**EXERCISE DATA**
┌──
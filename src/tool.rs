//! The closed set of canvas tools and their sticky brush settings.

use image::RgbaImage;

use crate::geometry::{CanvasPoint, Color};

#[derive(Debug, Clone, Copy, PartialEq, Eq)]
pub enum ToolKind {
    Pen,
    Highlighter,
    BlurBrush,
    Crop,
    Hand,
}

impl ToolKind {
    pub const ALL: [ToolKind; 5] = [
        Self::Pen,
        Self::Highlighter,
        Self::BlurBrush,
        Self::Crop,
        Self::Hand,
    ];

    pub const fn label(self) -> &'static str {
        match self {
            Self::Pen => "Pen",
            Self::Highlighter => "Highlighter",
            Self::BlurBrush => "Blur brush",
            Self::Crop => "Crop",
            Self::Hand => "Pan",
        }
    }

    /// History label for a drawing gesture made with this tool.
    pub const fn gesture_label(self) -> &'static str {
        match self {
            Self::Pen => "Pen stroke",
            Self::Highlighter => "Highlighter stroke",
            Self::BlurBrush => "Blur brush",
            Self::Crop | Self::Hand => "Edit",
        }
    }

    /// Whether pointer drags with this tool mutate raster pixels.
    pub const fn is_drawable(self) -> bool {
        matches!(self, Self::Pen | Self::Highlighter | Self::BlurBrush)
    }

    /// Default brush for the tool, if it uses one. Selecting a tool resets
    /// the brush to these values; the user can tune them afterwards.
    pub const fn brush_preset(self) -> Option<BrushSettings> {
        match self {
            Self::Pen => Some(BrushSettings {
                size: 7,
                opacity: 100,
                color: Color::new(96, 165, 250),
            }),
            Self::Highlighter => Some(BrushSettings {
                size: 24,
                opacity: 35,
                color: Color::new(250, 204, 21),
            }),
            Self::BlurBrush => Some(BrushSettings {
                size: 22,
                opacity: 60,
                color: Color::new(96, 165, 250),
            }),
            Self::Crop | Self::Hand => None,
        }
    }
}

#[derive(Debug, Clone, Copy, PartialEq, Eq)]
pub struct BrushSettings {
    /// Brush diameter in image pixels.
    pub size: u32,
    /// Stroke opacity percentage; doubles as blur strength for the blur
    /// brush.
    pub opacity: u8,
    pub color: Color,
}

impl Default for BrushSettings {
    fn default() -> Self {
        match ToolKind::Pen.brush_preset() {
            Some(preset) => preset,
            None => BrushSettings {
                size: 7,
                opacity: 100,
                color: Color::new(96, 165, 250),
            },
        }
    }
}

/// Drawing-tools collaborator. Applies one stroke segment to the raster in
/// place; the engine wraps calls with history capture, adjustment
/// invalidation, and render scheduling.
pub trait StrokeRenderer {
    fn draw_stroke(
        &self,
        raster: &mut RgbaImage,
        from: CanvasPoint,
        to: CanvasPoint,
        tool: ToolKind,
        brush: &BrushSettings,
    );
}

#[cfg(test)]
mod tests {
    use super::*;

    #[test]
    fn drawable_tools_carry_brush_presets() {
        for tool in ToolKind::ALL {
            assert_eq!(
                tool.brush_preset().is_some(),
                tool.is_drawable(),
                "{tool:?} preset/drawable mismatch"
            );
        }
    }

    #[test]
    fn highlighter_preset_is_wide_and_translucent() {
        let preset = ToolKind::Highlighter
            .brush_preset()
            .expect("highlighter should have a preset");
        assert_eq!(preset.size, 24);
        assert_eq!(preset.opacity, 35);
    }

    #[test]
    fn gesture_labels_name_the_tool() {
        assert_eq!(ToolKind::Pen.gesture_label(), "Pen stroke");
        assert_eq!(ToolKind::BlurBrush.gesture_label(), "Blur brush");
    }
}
└──
**ABOUT THIS EXERCISE**
Transcribe each line of the data exactly, skipping none.

**FINISHED EXERCISE**
filename src/tool.rs
//! The closed set of canvas tools and their sticky brush settings.

use image::RgbaImage;

use crate::geometry::{CanvasPoint, Color};

#[derive(Debug, Clone, Copy, PartialEq, Eq)]
pub enum ToolKind {
    Pen,
    Highlighter,
    BlurBrush,
    Crop,
    Hand,
}

impl ToolKind {
    pub const ALL: [ToolKind; 5] = [
        Self::Pen,
        Self::Highlighter,
        Self::BlurBrush,
        Self::Crop,
        Self::Hand,
    ];

    pub const fn label(self) -> &'static str {
        match self {
            Self::Pen => "Pen",
            Self::Highlighter => "Highlighter",
            Self::BlurBrush => "Blur brush",
            Self::Crop => "Crop",
            Self::Hand => "Pan",
        }
    }

    /// History label for a drawing gesture made with this tool.
    pub const fn gesture_label(self) -> &'static str {
        match self {
            Self::Pen => "Pen stroke",
            Self::Highlighter => "Highlighter stroke",
            Self::BlurBrush => "Blur brush",
            Self::Crop | Self::Hand => "Edit",
        }
    }

    /// Whether pointer drags with this tool mutate raster pixels.
    pub const fn is_drawable(self) -> bool {
        matches!(self, Self::Pen | Self::Highlighter | Self::BlurBrush)
    }

    /// Default brush for the tool, if it uses one. Selecting a tool resets
    /// the brush to these values; the user can tune them afterwards.
    pub const fn brush_preset(self) -> Option<BrushSettings> {
        match self {
            Self::Pen => Some(BrushSettings {
                size: 7,
                opacity: 100,
                color: Color::new(96, 165, 250),
            }),
            Self::Highlighter => Some(BrushSettings {
                size: 24,
                opacity: 35,
                color: Color::new(250, 204, 21),
            }),
            Self::BlurBrush => Some(BrushSettings {
                size: 22,
                opacity: 60,
                color: Color::new(96, 165, 250),
            }),
            Self::Crop | Self::Hand => None,
        }
    }
}

#[derive(Debug, Clone, Copy, PartialEq, Eq)]
pub struct BrushSettings {
    /// Brush diameter in image pixels.
    pub size: u32,
    /// Stroke opacity percentage; doubles as blur strength for the blur
    /// brush.
    pub opacity: u8,
    pub color: Color,
}

impl Default for BrushSettings {
    fn default() -> Self {
        match ToolKind::Pen.brush_preset() {
            Some(preset) => preset,
            None => BrushSettings {
                size: 7,
                opacity: 100,
                color: Color::new(96, 165, 250),
            },
        }
    }
}

/// Drawing-tools collaborator. Applies one stroke segment to the raster in
/// place; the engine wraps calls with history capture, adjustment
/// invalidation, and render scheduling.
pub trait StrokeRenderer {
    fn draw_stroke(
        &self,
        raster: &mut RgbaImage,
        from: CanvasPoint,
        to: CanvasPoint,
        tool: ToolKind,
        brush: &BrushSettings,
    );
}

#[cfg(test)]
mod tests {
    use super::*;

    #[test]
    fn drawable_tools_carry_brush_presets() {
        for tool in ToolKind::ALL {
            assert_eq!(
                tool.brush_preset().is_some(),
                tool.is_drawable(),
                "{tool:?} preset/drawable mismatch"
            );
        }
    }

    #[test]
    fn highlighter_preset_is_wide_and_translucent() {
        let preset = ToolKind::Highlighter
            .brush_preset()
            .expect("highlighter should have a preset");
        assert_eq!(preset.size, 24);
        assert_eq!(preset.opacity, 35);
    }

    #[test]
    fn gesture_labels_name_the_tool() {
        assert_eq!(ToolKind::Pen.gesture_label(), "Pen stroke");
        assert_eq!(ToolKind::BlurBrush.gesture_label(), "Blur brush");
    }
}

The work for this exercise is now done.